Stored items from a collection:
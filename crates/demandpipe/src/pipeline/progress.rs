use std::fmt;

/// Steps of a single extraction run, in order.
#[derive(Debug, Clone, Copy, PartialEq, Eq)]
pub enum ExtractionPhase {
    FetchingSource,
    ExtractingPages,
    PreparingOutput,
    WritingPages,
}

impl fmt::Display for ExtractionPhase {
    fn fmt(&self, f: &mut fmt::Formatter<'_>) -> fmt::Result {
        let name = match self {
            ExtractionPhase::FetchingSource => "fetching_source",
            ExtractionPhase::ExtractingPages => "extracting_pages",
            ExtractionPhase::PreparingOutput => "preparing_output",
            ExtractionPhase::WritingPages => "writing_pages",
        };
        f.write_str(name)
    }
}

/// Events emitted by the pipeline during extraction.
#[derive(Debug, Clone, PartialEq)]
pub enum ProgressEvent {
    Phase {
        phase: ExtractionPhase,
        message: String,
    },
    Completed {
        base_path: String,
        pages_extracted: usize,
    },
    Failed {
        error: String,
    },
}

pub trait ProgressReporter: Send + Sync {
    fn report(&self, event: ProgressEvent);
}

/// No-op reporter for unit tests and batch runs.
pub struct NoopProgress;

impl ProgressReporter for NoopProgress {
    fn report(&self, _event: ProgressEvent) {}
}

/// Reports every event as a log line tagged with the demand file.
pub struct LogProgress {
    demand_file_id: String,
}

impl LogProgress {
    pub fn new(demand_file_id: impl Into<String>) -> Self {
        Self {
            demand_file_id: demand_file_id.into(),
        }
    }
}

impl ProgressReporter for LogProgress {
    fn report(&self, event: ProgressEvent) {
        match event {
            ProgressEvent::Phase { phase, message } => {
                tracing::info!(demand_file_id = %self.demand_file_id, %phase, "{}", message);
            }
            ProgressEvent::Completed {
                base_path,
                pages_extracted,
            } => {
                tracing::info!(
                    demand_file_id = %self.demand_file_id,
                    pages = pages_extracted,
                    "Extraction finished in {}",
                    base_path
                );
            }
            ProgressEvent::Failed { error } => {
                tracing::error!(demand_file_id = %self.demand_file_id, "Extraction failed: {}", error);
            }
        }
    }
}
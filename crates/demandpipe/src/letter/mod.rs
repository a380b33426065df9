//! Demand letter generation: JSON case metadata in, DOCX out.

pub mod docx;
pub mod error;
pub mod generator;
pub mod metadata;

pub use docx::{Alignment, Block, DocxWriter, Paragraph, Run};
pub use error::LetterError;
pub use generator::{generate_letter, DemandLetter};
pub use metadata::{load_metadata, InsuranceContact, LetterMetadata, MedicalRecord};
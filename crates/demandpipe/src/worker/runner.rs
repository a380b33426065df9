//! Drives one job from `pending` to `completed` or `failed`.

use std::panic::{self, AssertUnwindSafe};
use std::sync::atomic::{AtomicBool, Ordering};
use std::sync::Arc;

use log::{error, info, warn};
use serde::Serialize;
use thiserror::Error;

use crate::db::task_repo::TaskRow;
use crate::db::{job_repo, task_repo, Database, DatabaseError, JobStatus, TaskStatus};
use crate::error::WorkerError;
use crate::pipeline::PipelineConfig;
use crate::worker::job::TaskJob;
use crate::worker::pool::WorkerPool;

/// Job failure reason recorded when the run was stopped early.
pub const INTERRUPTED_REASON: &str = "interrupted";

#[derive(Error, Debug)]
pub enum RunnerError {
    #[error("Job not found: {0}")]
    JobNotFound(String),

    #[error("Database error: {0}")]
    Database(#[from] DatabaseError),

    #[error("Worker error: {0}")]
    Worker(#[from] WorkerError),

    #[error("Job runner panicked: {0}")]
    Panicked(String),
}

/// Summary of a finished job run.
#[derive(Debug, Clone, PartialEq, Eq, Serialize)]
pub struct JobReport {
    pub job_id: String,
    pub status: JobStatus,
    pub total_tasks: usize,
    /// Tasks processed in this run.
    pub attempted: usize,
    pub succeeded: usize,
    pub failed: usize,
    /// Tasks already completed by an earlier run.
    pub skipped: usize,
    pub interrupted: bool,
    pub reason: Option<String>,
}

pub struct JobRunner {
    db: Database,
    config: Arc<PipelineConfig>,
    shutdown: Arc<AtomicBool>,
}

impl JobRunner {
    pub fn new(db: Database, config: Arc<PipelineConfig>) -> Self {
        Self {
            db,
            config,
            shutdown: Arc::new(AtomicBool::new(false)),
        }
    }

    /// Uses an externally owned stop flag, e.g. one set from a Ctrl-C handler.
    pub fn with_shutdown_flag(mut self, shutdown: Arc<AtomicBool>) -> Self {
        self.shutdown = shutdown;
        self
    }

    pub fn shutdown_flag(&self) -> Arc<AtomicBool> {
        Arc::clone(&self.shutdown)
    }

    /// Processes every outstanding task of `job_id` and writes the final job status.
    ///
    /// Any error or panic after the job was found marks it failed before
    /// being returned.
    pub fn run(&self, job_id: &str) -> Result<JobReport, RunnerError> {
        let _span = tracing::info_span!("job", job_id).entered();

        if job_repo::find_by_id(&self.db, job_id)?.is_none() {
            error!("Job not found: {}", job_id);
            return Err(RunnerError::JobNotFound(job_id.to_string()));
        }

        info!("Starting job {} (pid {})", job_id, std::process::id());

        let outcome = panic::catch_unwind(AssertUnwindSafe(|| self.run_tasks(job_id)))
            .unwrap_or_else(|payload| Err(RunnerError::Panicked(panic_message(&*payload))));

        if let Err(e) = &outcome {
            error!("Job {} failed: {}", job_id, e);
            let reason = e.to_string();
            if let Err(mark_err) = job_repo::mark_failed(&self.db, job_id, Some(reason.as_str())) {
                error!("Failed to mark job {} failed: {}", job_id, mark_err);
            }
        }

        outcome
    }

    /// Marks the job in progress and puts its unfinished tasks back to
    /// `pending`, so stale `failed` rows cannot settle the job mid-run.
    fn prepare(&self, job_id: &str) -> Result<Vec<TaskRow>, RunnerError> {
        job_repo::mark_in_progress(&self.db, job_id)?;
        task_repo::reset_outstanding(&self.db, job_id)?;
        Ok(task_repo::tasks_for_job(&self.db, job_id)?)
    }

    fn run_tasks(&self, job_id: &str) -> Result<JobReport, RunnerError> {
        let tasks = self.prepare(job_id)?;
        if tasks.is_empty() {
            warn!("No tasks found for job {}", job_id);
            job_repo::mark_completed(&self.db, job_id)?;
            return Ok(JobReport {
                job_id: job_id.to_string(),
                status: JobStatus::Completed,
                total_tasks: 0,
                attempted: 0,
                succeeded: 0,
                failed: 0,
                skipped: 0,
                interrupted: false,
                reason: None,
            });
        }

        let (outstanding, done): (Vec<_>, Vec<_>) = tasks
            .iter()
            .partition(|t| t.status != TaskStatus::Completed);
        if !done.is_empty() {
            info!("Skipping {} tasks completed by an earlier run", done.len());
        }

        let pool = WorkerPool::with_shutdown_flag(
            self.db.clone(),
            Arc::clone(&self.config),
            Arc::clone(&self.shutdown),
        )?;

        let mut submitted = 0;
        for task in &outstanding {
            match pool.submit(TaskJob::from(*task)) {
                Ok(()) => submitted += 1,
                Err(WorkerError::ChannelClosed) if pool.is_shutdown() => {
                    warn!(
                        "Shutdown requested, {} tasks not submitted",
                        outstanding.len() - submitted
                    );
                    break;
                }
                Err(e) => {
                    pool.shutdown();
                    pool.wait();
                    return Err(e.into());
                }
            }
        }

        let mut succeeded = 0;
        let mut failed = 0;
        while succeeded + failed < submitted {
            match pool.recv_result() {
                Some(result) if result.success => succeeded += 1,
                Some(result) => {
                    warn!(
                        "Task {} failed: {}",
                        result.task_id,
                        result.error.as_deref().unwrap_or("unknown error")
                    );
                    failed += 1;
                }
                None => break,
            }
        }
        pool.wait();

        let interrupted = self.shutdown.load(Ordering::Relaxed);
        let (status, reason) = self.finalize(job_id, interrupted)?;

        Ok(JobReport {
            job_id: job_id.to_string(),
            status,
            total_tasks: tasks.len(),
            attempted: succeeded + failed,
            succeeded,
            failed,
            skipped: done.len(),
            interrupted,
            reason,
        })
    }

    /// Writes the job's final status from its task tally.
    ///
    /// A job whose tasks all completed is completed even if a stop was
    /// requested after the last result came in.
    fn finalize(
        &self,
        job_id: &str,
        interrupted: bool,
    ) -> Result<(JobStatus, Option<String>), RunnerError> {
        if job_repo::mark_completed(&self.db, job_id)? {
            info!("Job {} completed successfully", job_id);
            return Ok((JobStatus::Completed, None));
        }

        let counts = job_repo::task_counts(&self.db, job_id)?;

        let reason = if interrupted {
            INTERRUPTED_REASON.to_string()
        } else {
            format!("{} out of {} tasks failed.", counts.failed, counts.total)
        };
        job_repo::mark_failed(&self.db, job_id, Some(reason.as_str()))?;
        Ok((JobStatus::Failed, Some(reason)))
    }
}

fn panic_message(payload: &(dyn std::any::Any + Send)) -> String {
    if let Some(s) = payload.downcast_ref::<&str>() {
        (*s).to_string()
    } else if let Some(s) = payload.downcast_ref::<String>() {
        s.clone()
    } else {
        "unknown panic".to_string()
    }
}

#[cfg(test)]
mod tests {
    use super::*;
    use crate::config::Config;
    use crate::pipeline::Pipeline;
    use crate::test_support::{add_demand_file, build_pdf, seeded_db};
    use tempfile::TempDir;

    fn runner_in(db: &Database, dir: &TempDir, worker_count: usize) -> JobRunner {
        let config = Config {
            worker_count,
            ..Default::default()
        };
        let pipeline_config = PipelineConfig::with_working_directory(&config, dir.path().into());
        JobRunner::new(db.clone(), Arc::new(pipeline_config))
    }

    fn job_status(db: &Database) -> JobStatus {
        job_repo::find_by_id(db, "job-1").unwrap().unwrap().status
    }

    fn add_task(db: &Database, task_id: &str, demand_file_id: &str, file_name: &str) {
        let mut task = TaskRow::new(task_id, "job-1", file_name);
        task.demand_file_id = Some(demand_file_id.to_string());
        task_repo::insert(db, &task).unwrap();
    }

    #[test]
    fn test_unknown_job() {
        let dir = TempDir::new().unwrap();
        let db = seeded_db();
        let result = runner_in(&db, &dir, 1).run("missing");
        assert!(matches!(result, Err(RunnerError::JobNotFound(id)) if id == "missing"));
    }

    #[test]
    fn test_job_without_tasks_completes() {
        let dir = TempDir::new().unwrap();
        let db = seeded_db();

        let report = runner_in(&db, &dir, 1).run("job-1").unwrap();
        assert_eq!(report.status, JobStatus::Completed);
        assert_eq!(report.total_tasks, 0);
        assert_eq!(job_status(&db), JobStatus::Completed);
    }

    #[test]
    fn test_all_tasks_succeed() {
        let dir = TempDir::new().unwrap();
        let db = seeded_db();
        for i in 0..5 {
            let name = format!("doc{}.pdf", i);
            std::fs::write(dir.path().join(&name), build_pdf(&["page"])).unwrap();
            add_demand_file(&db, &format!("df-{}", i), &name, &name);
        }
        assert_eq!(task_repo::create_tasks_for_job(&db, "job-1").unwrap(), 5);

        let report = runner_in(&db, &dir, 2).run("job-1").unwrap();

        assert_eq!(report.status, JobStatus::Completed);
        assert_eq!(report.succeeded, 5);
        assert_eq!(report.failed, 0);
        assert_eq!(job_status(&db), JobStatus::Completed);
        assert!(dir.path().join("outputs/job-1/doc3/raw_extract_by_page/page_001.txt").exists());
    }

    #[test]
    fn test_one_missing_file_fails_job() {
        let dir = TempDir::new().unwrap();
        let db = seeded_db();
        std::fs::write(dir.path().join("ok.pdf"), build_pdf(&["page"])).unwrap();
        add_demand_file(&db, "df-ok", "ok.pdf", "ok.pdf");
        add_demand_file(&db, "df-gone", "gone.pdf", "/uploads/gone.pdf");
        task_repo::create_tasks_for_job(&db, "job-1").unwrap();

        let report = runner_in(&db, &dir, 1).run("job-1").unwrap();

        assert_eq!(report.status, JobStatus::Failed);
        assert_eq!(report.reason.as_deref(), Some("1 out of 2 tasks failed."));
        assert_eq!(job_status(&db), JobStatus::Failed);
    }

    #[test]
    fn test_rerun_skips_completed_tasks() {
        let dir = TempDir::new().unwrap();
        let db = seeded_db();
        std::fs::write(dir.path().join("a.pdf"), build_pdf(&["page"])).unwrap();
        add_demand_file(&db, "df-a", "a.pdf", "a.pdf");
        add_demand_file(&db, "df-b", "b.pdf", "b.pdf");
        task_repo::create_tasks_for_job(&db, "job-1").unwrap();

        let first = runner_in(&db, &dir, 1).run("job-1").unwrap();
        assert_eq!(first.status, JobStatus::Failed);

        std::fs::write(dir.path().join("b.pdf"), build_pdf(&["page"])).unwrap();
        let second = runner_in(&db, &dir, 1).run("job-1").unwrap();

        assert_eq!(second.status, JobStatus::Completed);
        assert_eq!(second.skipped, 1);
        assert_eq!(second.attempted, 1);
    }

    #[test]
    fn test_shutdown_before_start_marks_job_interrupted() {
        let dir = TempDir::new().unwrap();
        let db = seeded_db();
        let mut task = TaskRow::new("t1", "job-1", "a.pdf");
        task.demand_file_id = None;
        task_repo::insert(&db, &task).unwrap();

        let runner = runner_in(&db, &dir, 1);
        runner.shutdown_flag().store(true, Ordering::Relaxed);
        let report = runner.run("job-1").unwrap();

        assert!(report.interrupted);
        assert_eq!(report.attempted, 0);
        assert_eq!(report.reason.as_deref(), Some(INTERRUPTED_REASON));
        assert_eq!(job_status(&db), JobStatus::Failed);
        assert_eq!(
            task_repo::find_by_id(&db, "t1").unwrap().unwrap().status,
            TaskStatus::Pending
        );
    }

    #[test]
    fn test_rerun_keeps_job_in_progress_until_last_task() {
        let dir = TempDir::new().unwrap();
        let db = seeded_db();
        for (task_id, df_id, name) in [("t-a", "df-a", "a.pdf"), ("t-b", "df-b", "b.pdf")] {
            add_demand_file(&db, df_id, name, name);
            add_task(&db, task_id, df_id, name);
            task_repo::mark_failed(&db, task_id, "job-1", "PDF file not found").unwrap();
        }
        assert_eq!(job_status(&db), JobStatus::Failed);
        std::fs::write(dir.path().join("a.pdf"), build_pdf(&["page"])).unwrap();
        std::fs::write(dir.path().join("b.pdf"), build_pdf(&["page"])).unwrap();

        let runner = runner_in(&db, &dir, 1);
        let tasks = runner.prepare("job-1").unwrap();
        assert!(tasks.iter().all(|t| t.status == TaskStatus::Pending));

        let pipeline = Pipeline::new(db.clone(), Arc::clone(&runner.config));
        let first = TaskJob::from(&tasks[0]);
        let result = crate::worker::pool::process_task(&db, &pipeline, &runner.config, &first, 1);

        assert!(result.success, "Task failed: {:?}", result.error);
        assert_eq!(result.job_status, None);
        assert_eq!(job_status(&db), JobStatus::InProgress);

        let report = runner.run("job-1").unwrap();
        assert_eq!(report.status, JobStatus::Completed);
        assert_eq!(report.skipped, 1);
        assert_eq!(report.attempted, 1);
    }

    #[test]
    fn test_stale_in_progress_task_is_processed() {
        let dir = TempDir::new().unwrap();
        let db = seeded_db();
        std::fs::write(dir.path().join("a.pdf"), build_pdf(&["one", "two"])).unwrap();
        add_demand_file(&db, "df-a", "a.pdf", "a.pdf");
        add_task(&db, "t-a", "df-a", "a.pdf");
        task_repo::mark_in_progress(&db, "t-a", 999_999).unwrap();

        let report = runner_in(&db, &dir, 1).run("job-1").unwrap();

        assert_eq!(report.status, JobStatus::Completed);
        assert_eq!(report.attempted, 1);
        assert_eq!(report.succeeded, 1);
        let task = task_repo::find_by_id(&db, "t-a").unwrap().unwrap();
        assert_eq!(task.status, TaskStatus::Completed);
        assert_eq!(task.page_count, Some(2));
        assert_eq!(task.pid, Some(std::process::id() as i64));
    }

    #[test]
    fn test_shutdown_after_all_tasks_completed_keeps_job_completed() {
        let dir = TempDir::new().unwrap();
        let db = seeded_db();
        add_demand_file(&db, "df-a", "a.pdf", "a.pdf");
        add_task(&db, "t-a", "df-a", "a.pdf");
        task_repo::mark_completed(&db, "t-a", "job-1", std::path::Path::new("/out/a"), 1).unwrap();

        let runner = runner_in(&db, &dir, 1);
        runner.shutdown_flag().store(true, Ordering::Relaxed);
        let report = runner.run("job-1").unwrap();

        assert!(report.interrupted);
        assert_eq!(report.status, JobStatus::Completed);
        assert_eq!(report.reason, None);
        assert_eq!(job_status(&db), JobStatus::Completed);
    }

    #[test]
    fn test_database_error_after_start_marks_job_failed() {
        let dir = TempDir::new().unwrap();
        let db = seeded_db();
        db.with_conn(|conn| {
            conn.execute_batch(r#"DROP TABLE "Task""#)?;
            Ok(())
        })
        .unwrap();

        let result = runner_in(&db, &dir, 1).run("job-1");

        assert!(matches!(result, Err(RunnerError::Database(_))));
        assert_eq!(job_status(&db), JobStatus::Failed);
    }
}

==

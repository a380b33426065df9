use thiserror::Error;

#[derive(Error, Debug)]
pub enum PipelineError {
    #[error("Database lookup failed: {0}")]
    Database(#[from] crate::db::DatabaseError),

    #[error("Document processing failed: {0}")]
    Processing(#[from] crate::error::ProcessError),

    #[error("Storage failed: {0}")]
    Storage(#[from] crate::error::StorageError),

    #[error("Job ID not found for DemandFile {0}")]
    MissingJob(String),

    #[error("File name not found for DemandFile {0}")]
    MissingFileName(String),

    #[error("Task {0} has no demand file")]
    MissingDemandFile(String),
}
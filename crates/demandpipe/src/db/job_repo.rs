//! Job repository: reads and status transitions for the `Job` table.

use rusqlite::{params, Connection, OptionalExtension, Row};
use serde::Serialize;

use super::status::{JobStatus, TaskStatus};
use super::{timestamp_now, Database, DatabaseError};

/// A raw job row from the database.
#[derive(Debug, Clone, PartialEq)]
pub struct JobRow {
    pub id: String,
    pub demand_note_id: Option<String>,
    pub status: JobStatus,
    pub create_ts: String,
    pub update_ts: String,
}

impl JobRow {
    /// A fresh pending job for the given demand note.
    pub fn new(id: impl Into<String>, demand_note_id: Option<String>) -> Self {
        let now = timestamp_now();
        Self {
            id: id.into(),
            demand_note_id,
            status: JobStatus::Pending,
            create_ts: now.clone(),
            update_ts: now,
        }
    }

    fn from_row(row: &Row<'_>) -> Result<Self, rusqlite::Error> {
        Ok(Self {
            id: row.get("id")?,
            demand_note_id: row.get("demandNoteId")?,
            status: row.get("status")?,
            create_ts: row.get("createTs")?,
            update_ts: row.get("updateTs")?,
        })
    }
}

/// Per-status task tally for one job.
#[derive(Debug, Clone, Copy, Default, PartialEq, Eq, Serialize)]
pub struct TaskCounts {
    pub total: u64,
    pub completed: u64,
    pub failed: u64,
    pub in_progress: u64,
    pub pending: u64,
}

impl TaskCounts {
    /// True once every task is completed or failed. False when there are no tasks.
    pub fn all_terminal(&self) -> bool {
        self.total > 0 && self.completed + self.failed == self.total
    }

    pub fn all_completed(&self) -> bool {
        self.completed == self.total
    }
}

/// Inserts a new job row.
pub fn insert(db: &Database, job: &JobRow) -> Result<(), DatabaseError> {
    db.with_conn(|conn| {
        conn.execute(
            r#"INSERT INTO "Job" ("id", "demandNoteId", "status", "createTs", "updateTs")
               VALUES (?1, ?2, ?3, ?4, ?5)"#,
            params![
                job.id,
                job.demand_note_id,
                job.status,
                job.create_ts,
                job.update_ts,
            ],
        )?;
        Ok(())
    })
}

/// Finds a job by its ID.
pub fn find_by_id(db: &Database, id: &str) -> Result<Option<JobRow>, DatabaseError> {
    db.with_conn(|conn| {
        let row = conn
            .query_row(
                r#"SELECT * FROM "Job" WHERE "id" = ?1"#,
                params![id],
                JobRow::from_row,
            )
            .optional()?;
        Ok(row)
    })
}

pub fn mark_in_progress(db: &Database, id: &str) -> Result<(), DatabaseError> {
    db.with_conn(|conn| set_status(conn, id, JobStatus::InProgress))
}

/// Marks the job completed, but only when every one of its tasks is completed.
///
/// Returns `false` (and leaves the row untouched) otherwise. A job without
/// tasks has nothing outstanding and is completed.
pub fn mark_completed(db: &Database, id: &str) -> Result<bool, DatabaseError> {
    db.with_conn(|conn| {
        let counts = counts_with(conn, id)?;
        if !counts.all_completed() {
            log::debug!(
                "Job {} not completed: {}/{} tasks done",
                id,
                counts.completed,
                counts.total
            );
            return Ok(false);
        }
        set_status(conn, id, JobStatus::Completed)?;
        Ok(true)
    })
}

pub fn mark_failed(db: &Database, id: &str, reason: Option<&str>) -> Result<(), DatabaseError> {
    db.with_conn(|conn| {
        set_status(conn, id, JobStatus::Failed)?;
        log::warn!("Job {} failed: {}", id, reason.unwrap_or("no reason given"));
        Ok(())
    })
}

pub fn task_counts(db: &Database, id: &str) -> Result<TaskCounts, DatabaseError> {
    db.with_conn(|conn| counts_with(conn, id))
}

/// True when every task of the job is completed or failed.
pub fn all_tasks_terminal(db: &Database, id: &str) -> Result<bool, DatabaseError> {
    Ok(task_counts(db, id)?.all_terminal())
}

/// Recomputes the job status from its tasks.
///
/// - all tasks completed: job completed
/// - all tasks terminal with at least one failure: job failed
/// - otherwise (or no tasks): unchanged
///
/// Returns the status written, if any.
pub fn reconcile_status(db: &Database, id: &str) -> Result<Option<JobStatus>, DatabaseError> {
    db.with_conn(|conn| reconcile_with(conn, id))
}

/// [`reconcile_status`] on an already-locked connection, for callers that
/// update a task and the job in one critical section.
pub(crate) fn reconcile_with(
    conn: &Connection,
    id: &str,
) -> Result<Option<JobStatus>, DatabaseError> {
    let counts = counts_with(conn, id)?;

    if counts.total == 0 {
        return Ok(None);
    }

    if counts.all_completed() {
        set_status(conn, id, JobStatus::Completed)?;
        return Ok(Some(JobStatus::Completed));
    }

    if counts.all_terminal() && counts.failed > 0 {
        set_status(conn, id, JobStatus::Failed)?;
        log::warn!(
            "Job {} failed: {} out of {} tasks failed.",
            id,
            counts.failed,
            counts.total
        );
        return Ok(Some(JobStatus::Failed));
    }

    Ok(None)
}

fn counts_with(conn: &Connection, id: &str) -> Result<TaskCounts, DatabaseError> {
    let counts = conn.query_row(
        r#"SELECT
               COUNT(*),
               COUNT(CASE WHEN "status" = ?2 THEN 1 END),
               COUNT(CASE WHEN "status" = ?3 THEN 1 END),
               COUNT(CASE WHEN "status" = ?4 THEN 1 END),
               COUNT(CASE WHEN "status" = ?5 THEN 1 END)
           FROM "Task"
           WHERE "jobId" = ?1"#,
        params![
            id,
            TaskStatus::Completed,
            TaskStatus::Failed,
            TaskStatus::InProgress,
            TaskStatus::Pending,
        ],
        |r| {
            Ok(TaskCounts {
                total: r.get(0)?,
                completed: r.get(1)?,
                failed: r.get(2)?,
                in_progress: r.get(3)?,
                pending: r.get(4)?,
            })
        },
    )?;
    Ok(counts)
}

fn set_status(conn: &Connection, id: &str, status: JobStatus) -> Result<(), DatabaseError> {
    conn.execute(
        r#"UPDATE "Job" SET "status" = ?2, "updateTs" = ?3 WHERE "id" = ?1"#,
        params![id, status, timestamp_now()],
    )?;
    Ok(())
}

---

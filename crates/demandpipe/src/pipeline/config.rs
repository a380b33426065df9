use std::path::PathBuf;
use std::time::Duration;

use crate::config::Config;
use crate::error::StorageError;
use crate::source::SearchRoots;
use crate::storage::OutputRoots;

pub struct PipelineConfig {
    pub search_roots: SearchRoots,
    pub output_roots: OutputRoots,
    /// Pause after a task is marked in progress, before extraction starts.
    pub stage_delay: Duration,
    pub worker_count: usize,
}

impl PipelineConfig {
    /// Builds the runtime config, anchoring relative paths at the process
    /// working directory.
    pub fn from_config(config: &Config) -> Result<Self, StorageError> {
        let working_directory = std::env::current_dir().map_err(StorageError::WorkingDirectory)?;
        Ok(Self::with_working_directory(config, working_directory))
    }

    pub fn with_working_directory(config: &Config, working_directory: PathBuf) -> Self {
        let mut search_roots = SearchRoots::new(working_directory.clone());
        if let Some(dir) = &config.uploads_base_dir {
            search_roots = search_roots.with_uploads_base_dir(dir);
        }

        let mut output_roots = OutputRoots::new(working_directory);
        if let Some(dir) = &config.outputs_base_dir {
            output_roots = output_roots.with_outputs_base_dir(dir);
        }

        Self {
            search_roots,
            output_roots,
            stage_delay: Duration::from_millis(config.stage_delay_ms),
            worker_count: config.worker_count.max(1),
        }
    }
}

- TASK DIRECTIONS: Look above for every line with the word "AtomicBool" and copy it.

- SOLUTION TO THE EXERCISE:
use std::sync::atomic::{AtomicBool, Ordering};
    shutdown: Arc<AtomicBool>,
            shutdown: Arc::new(AtomicBool::new(false)),
    pub fn with_shutdown_flag(mut self, shutdown: Arc<AtomicBool>) -> Self {
    pub fn shutdown_flag(&self) -> Arc<AtomicBool> {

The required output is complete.